Specifies the time, in milliseconds, below which each loop must execute serially. If you set parthreshold to 0, every loop that has been parallelized by the compiler will execute in parallel. The default setting is 0.2 milliseconds, meaning that if a loop requires fewer than 0.2 milliseconds to execute in parallel, it should be serialized.

Typically, parthreshold is set to be equal to the parallelization overhead. If the computation in a parallelized loop is very small and the time taken to execute these loops is spent primarily in the setting up of parallelization, these loops should be executed sequentially for better performance.

seqthreshold=num

Specifies the time, in milliseconds, beyond which a loop that was previously serialized by the dynamic profiler should revert to being a parallel loop. The default setting is 5 milliseconds, meaning that if a loop requires more than 5 milliseconds to execute serially, it should be parallelized.

seqthreshold acts as the reverse of parthreshold.

profilefreq=num

Specifies the frequency with which a loop should be revisited by the dynamic profiler to determine its appropriateness for parallel or serial execution.
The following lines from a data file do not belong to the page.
// SPDX-License-Identifier: MIT
// Copyright (c) 2026 ADNT Sarl <info@adnt.io>

//! Status LED patterns.
//!
//! One output communicates everything: N pulses of 200 ms followed by a
//! one-second pause signal status code N; fast symmetric blinking means an
//! operation is in progress (100 ms) or the device is waiting for an
//! upgrade (500 ms).

use cortex_m::delay::Delay;
use stm32f1xx_hal::gpio::{gpioc::PC13, Output, PushPull};

/// Status codes shown as pulse counts.
pub mod codes {
    pub const CONFIG_DEFAULTED: u8 = 1;
    pub const CRC_FAILED: u8 = 2;
    pub const BANK_SWITCHED: u8 = 4;
    pub const NO_VALID_FIRMWARE: u8 = 5;
    pub const UNKNOWN_ERROR: u8 = 9;
}

const STATUS_PULSE_MS: u32 = 200;
const STATUS_PAUSE_MS: u32 = 1000;

/// Blink rate while a download is running.
pub const BUSY_BLINK_MS: u32 = 100;
/// Blink rate while waiting for a host to start an upgrade.
pub const WAITING_BLINK_MS: u32 = 500;

pub struct Indicator {
    led: PC13<Output<PushPull>>,
    delay: Delay,
}

impl Indicator {
    pub fn new(led: PC13<Output<PushPull>>, delay: Delay) -> Self {
        Self { led, delay }
    }

    // PC13 sinks the LED: low = lit.
    fn led_on(&mut self) {
        self.led.set_low();
    }

    fn led_off(&mut self) {
        self.led.set_high();
    }

    pub fn delay_ms(&mut self, ms: u32) {
        self.delay.delay_ms(ms);
    }

    /// One on/off cycle at the given half-period.
    pub fn pulse(&mut self, half_period_ms: u32) {
        self.led_on();
        self.delay.delay_ms(half_period_ms);
        self.led_off();
        self.delay.delay_ms(half_period_ms);
    }

    /// Status code `code`: that many 200 ms pulses, then a 1 s pause.
    pub fn status_code(&mut self, code: u8) {
        for _ in 0..code {
            self.pulse(STATUS_PULSE_MS);
        }
        self.delay.delay_ms(STATUS_PAUSE_MS);
    }

    /// Equal-duration blinking for an ongoing operation.
    pub fn fast_blink(&mut self, times: u8, half_period_ms: u32) {
        for _ in 0..times {
            self.pulse(half_period_ms);
        }
    }

    pub fn off(&mut self) {
        self.led_off();
    }
}
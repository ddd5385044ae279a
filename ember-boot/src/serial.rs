// SPDX-License-Identifier: MIT
// Copyright (c) 2026 ADNT Sarl <info@adnt.io>

//! Serial intake: RX ring buffer, frame-boundary timer and the interrupt
//! half of the download protocol.
//!
//! The USART1 interrupt enqueues every received byte and re-arms TIM3; when
//! TIM3 expires (20 ms of line silence) the accumulated bytes form one
//! logical frame and go to the protocol receiver. The foreground arms a
//! [`Downloader`] before a session and takes it back when the session
//! status says the transfer is over; while armed, the flash driver and the
//! TX half of the UART live in here.

use core::cell::RefCell;

use cortex_m::interrupt::Mutex;
use cortex_m::peripheral::NVIC;
use ember_common::queue::ByteQueue;
use ember_common::ymodem::{Receiver, SessionStatus, CRC_KICKOFF, FRAME_CAPACITY, FRAME_GAP_MS};
use stm32f1xx_hal::pac::{self, interrupt};
use stm32f1xx_hal::prelude::*;

use crate::flash::FpecFlash;
use crate::peripherals::{RxPort, TxPort};

/// TIM3 runs from the doubled APB1 clock.
const TIM_CLOCK_HZ: u32 = 72_000_000;
/// Prescale to a 10 kHz tick so the gap fits a 16-bit reload.
const TIM_PRESCALER: u32 = 7_199;
const TIM_TICK_HZ: u32 = TIM_CLOCK_HZ / (TIM_PRESCALER + 1);
const TIM_RELOAD: u32 = FRAME_GAP_MS * TIM_TICK_HZ / 1000 - 1;

const _: () = assert!(TIM_PRESCALER <= 0xFFFF);
const _: () = assert!(TIM_RELOAD <= 0xFFFF);

static RX_QUEUE: Mutex<RefCell<ByteQueue<FRAME_CAPACITY>>> =
    Mutex::new(RefCell::new(ByteQueue::new()));
static RX_PORT: Mutex<RefCell<Option<RxPort>>> = Mutex::new(RefCell::new(None));
static DOWNLOADER: Mutex<RefCell<Option<Downloader>>> = Mutex::new(RefCell::new(None));

/// Everything a download session needs from interrupt context.
pub struct Downloader {
    pub session: Receiver,
    pub flash: FpecFlash,
    pub tx: TxPort,
}

impl Downloader {
    pub fn new(target: u32, flash: FpecFlash, tx: TxPort) -> Self {
        Self {
            session: Receiver::new(target),
            flash,
            tx,
        }
    }

    fn send(&mut self, bytes: &[u8]) {
        for &byte in bytes {
            let _ = nb::block!(self.tx.write(byte));
        }
    }
}

/// Park the RX half of the UART and start the frame timer machinery.
pub fn init(rx: RxPort) {
    cortex_m::interrupt::free(|cs| {
        RX_PORT.borrow(cs).borrow_mut().replace(rx);
    });

    setup_frame_timer();

    unsafe {
        NVIC::unmask(pac::Interrupt::USART1);
        NVIC::unmask(pac::Interrupt::TIM3);
    }
}

/// Hand the session, flash driver and TX port to interrupt context.
/// Bytes queued before the session existed are stale; drop them.
pub fn arm(downloader: Downloader) {
    cortex_m::interrupt::free(|cs| {
        RX_QUEUE.borrow(cs).borrow_mut().clear();
        DOWNLOADER.borrow(cs).borrow_mut().replace(downloader);
    });
}

/// Session status as last seen; `None` while the frame timer is mid-frame.
pub fn status() -> Option<SessionStatus> {
    cortex_m::interrupt::free(|cs| {
        DOWNLOADER
            .borrow(cs)
            .borrow()
            .as_ref()
            .map(|d| d.session.status())
    })
}

/// Re-emit the `C` kickoff while no transfer has started yet; the sender
/// side waits for it and may have missed the first one.
pub fn kick() {
    cortex_m::interrupt::free(|cs| {
        if let Some(d) = DOWNLOADER.borrow(cs).borrow_mut().as_mut() {
            if d.session.is_waiting() {
                d.send(&[CRC_KICKOFF]);
            }
        }
    });
}

/// Reclaim the downloader. Spins through the window in which the frame
/// timer has it checked out.
pub fn disarm() -> Downloader {
    loop {
        let taken = cortex_m::interrupt::free(|cs| DOWNLOADER.borrow(cs).borrow_mut().take());
        if let Some(downloader) = taken {
            return downloader;
        }
    }
}

/// TIM3 free-runs at a 10 kHz tick and interrupts once on update; the RX
/// interrupt rewinds it on every byte, so the update only fires after
/// `FRAME_GAP_MS` of silence.
fn setup_frame_timer() {
    // The HAL's RCC singleton is consumed by clock setup; reach the enable
    // bit directly, as the FPEC driver does for its register block.
    let rcc = unsafe { &*pac::RCC::ptr() };
    rcc.apb1enr.modify(|_, w| w.tim3en().set_bit());

    let tim = unsafe { &*pac::TIM3::ptr() };
    tim.psc.write(|w| w.psc().bits(TIM_PRESCALER as u16));
    tim.arr.write(|w| w.arr().bits(TIM_RELOAD as u16));
    tim.dier.modify(|_, w| w.uie().set_bit());
    // Not started here: the first received byte starts it.
}

fn rewind_frame_timer() {
    let tim = unsafe { &*pac::TIM3::ptr() };
    tim.cnt.write(|w| w.cnt().bits(0));
    tim.cr1.modify(|_, w| w.cen().set_bit());
}

#[interrupt]
fn USART1() {
    cortex_m::interrupt::free(|cs| {
        let mut port = RX_PORT.borrow(cs).borrow_mut();
        let mut queue = RX_QUEUE.borrow(cs).borrow_mut();
        if let Some(rx) = port.as_mut() {
            while let Ok(byte) = rx.read() {
                // A full queue drops the byte; the sender's retry recovers.
                let _ = queue.push(byte);
            }
        }
    });

    rewind_frame_timer();
}

#[interrupt]
fn TIM3() {
    let tim = unsafe { &*pac::TIM3::ptr() };
    tim.sr.modify(|_, w| w.uif().clear_bit());
    tim.cr1.modify(|_, w| w.cen().clear_bit());

    let mut frame = [0u8; FRAME_CAPACITY];
    let mut len = 0;

    let downloader = cortex_m::interrupt::free(|cs| {
        let mut queue = RX_QUEUE.borrow(cs).borrow_mut();
        while let Some(byte) = queue.pop() {
            frame[len] = byte;
            len += 1;
        }
        DOWNLOADER.borrow(cs).borrow_mut().take()
    });

    // The receiver runs with interrupts enabled: flash erase/program stalls
    // the CPU for milliseconds and new bytes must keep reaching the queue.
    if let Some(mut d) = downloader {
        if len > 0 {
            let reply = d.session.handle_frame(&frame[..len], &mut d.flash);
            d.send(&reply);
        }
        cortex_m::interrupt::free(|cs| {
            DOWNLOADER.borrow(cs).borrow_mut().replace(d);
        });
    }
    // With no session armed the drained bytes are line noise; drop them.
}
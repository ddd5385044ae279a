// SPDX-License-Identifier: MIT
// Copyright (c) 2026 ADNT Sarl <info@adnt.io>

//! CRC engines: CRC-32 (IEEE 802.3, reflected 0xEDB88320) for image and
//! config integrity, CRC-16/XMODEM for per-block download checks.

use crc::{Crc, CRC_16_XMODEM, CRC_32_ISO_HDLC};

use crate::flash::Flash;

pub const CRC32: Crc<u32> = Crc::<u32>::new(&CRC_32_ISO_HDLC);
pub const CRC16: Crc<u16> = Crc::<u16>::new(&CRC_16_XMODEM);

/// CRC-32 over a RAM buffer.
pub fn crc32(bytes: &[u8]) -> u32 {
    CRC32.checksum(bytes)
}

/// CRC-32 over a flash-mapped range, read in 256-byte chunks.
pub fn crc32_region<F: Flash + ?Sized>(flash: &F, addr: u32, len: u32) -> u32 {
    let mut digest = CRC32.digest();
    let mut remaining = len as usize;
    let mut addr = addr;
    let mut chunk = [0u8; 256];

    while remaining > 0 {
        let n = remaining.min(chunk.len());
        flash.read(addr, &mut chunk[..n]);
        digest.update(&chunk[..n]);
        addr += n as u32;
        remaining -= n;
    }

    digest.finalize()
}

/// CRC-16/XMODEM over a block payload.
pub fn crc16(bytes: &[u8]) -> u16 {
    CRC16.checksum(bytes)
}
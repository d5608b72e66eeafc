//! HTTP handler for the relay endpoint.
//!
//! One handler dispatches all five actions. Every successful dispatch makes
//! exactly one upstream call through the AssistantClient port; every
//! validation failure returns before any call is made.

use std::sync::Arc;

use axum::body::Bytes;
use axum::extract::State;
use axum::http::StatusCode;
use axum::response::{IntoResponse, Json, Response};
use serde_json::Value;

use crate::ports::{AssistantClient, UpstreamError};

use super::dto::{
    ActionRequest, ErrorBody, MessageAdded, MessagesView, RunStarted, RunStatusView,
    ThreadCreated,
};

// ════════════════════════════════════════════════════════════════════════════════
// Application State
// ════════════════════════════════════════════════════════════════════════════════

/// Shared application state for the relay handler.
#[derive(Clone)]
pub struct RelayAppState {
    /// Upstream client, present only when an API key is configured. A missing
    /// client surfaces per-request as the configuration error, so the server
    /// still boots (and answers) without a key.
    client: Option<Arc<dyn AssistantClient>>,
    /// Assistant every `runAssistant` dispatch starts a run against.
    assistant_id: String,
}

impl RelayAppState {
    /// Creates state with a configured upstream client.
    pub fn new(client: Arc<dyn AssistantClient>, assistant_id: impl Into<String>) -> Self {
        Self {
            client: Some(client),
            assistant_id: assistant_id.into(),
        }
    }

    /// Creates state without an upstream client (no API key configured).
    pub fn unconfigured(assistant_id: impl Into<String>) -> Self {
        Self {
            client: None,
            assistant_id: assistant_id.into(),
        }
    }
}

// ════════════════════════════════════════════════════════════════════════════════
// POST / — action dispatch
// ════════════════════════════════════════════════════════════════════════════════

/// POST handler dispatching on the `action` field.
///
/// # Errors
/// - 400: missing required field, or unknown action
/// - 405: non-POST method (routed to [`method_not_allowed`])
/// - 500: no API key configured, unparsable body, or any upstream failure
pub async fn handle_action(
    State(state): State<RelayAppState>,
    body: Bytes,
) -> Result<Response, RelayApiError> {
    // An unparsable body shares the catch-all path rather than getting its
    // own 4xx; it surfaces as a processing error.
    let request: ActionRequest = serde_json::from_slice(&body)
        .map_err(|e| RelayApiError::Internal(Value::String(e.to_string())))?;

    let client = state
        .client
        .as_deref()
        .ok_or(RelayApiError::Configuration)?;

    match request.action.as_str() {
        "createThread" => {
            let thread_id = client.create_thread().await?;
            Ok((StatusCode::OK, Json(ThreadCreated { thread_id })).into_response())
        }

        "addMessage" => {
            let (Some(thread_id), Some(message)) = (request.thread_id(), request.user_message())
            else {
                return Err(RelayApiError::MissingField("Missing threadId or message"));
            };

            let message_id = client.add_message(thread_id, message).await?;
            Ok((StatusCode::OK, Json(MessageAdded { message_id })).into_response())
        }

        "runAssistant" => {
            let Some(thread_id) = request.thread_id() else {
                return Err(RelayApiError::MissingField("Missing threadId"));
            };

            let run_id = client.start_run(thread_id, &state.assistant_id).await?;
            Ok((StatusCode::OK, Json(RunStarted { run_id })).into_response())
        }

        "checkRun" => {
            let (Some(thread_id), Some(run_id)) = (request.thread_id(), request.run_id()) else {
                return Err(RelayApiError::MissingField("Missing threadId or runId"));
            };

            let status = client.run_status(thread_id, run_id).await?;
            Ok((StatusCode::OK, Json(RunStatusView { status })).into_response())
        }

        "getMessages" => {
            let Some(thread_id) = request.thread_id() else {
                return Err(RelayApiError::MissingField("Missing threadId"));
            };

            let messages = client.list_messages(thread_id).await?;
            Ok((StatusCode::OK, Json(MessagesView { messages })).into_response())
        }

        _ => Err(RelayApiError::InvalidAction),
    }
}

/// Fallback for non-POST methods on the relay route.
pub async fn method_not_allowed() -> RelayApiError {
    RelayApiError::MethodNotAllowed
}

// ════════════════════════════════════════════════════════════════════════════════
// Error Handling
// ════════════════════════════════════════════════════════════════════════════════

/// API error type that converts relay failures to HTTP responses.
#[derive(Debug)]
pub enum RelayApiError {
    /// Non-POST request. 405, plain-text body.
    MethodNotAllowed,
    /// Unknown action string. 400.
    InvalidAction,
    /// Required field absent for the requested action. 400.
    MissingField(&'static str),
    /// No API key configured; no upstream call was attempted. 500.
    Configuration,
    /// Catch-all: parse failure, network failure, or upstream rejection. 500.
    Internal(Value),
}

impl From<UpstreamError> for RelayApiError {
    fn from(err: UpstreamError) -> Self {
        tracing::error!(error = %err, "upstream call failed");
        RelayApiError::Internal(err.details())
    }
}

impl IntoResponse for RelayApiError {
    fn into_response(self) -> Response {
        match self {
            RelayApiError::MethodNotAllowed => {
                (StatusCode::METHOD_NOT_ALLOWED, "Method Not Allowed").into_response()
            }
            RelayApiError::InvalidAction => (
                StatusCode::BAD_REQUEST,
                Json(ErrorBody::new("Invalid action")),
            )
                .into_response(),
            RelayApiError::MissingField(message) => {
                (StatusCode::BAD_REQUEST, Json(ErrorBody::new(message))).into_response()
            }
            RelayApiError::Configuration => (
                StatusCode::INTERNAL_SERVER_ERROR,
                Json(ErrorBody::new("API key not configured")),
            )
                .into_response(),
            RelayApiError::Internal(details) => (
                StatusCode::INTERNAL_SERVER_ERROR,
                Json(ErrorBody::with_details("Error processing request", details)),
            )
                .into_response(),
        }
    }
}

#[cfg(test)]
mod tests {
    use super::*;
    use serde_json::json;

    #[test]
    fn upstream_api_error_maps_to_catch_all_with_body() {
        let err: RelayApiError = UpstreamError::Api {
            status: 429,
            body: json!({ "error": "rate limited" }),
        }
        .into();

        match err {
            RelayApiError::Internal(details) => {
                assert_eq!(details, json!({ "error": "rate limited" }));
            }
            other => panic!("expected Internal, got {:?}", other),
        }
    }

    #[test]
    fn upstream_network_error_maps_to_catch_all_with_message() {
        let err: RelayApiError = UpstreamError::Network("connection refused".to_string()).into();

        match err {
            RelayApiError::Internal(details) => {
                assert_eq!(details, json!("network error: connection refused"));
            }
            other => panic!("expected Internal, got {:?}", other),
        }
    }

    #[test]
    fn error_statuses() {
        let cases = [
            (RelayApiError::MethodNotAllowed, StatusCode::METHOD_NOT_ALLOWED),
            (RelayApiError::InvalidAction, StatusCode::BAD_REQUEST),
            (
                RelayApiError::MissingField("Missing threadId"),
                StatusCode::BAD_REQUEST,
            ),
            (RelayApiError::Configuration, StatusCode::INTERNAL_SERVER_ERROR),
            (
                RelayApiError::Internal(json!("boom")),
                StatusCode::INTERNAL_SERVER_ERROR,
            ),
        ];

        for (err, expected) in cases {
            assert_eq!(err.into_response().status(), expected);
        }
    }
}
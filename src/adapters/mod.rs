//! Adapters - implementations of ports against real infrastructure.

pub mod assistant;
pub mod http;
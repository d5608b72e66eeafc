//! Assistant Relay - Single-endpoint proxy for the OpenAI Assistants API
//!
//! This crate accepts action requests from a browser client and forwards each
//! one as exactly one call to the upstream Assistants API, injecting a
//! server-held API key so the key never reaches the client.

pub mod adapters;
pub mod config;
pub mod ports;
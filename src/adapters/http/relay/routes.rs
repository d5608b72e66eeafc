//! Axum routes for the relay endpoint.
//!
//! Single endpoint, POST only. Non-POST methods fall through to a 405 with
//! a plain-text body.

use axum::routing::post;
use axum::Router;

use super::handlers::{handle_action, method_not_allowed, RelayAppState};

/// Creates the relay routes.
///
/// Endpoints:
/// - POST /relay - dispatch one of the five actions
/// - POST /      - same handler, for single-URL deployments
pub fn relay_routes() -> Router<RelayAppState> {
    Router::new()
        .route("/relay", post(handle_action).fallback(method_not_allowed))
        .route("/", post(handle_action).fallback(method_not_allowed))
}

/// Complete router with state attached.
pub fn relay_router(state: RelayAppState) -> Router {
    relay_routes().with_state(state)
}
Loops in a program can be data dependent. The loop that was chosen to execute serially with a pass of dynamic profiling may benefit from parallelization in subsequent executions of the loop, due to different data input. Therefore, you need to examine these loops periodically to reevaluate the decision to serialize a parallel loop at run time.

The allowed values for this option are the numbers from 0 to 32. If you set profilefreq to one of these values, the following results will occur.

If profilefreq is 0, all profiling is turned off, regardless of other settings. The overheads that occur because of profiling will not be present.
If profilefreq is 1, loops parallelized automatically by the compiler will be monitored every time they are executed.
If profilefreq is 2, loops parallelized automatically by the compiler will be monitored every other time they are executed.
If profilefreq is greater than or equal to 2 but less than or equal to 32, each loop will be monitored once every nth time it is executed.
If profilefreq is greater than 32, then 32 is assumed.

It is important to note that dynamic profiling is not applicable to user-specified parallel loops (for example, loops for which you specified the PARALLEL DO directive).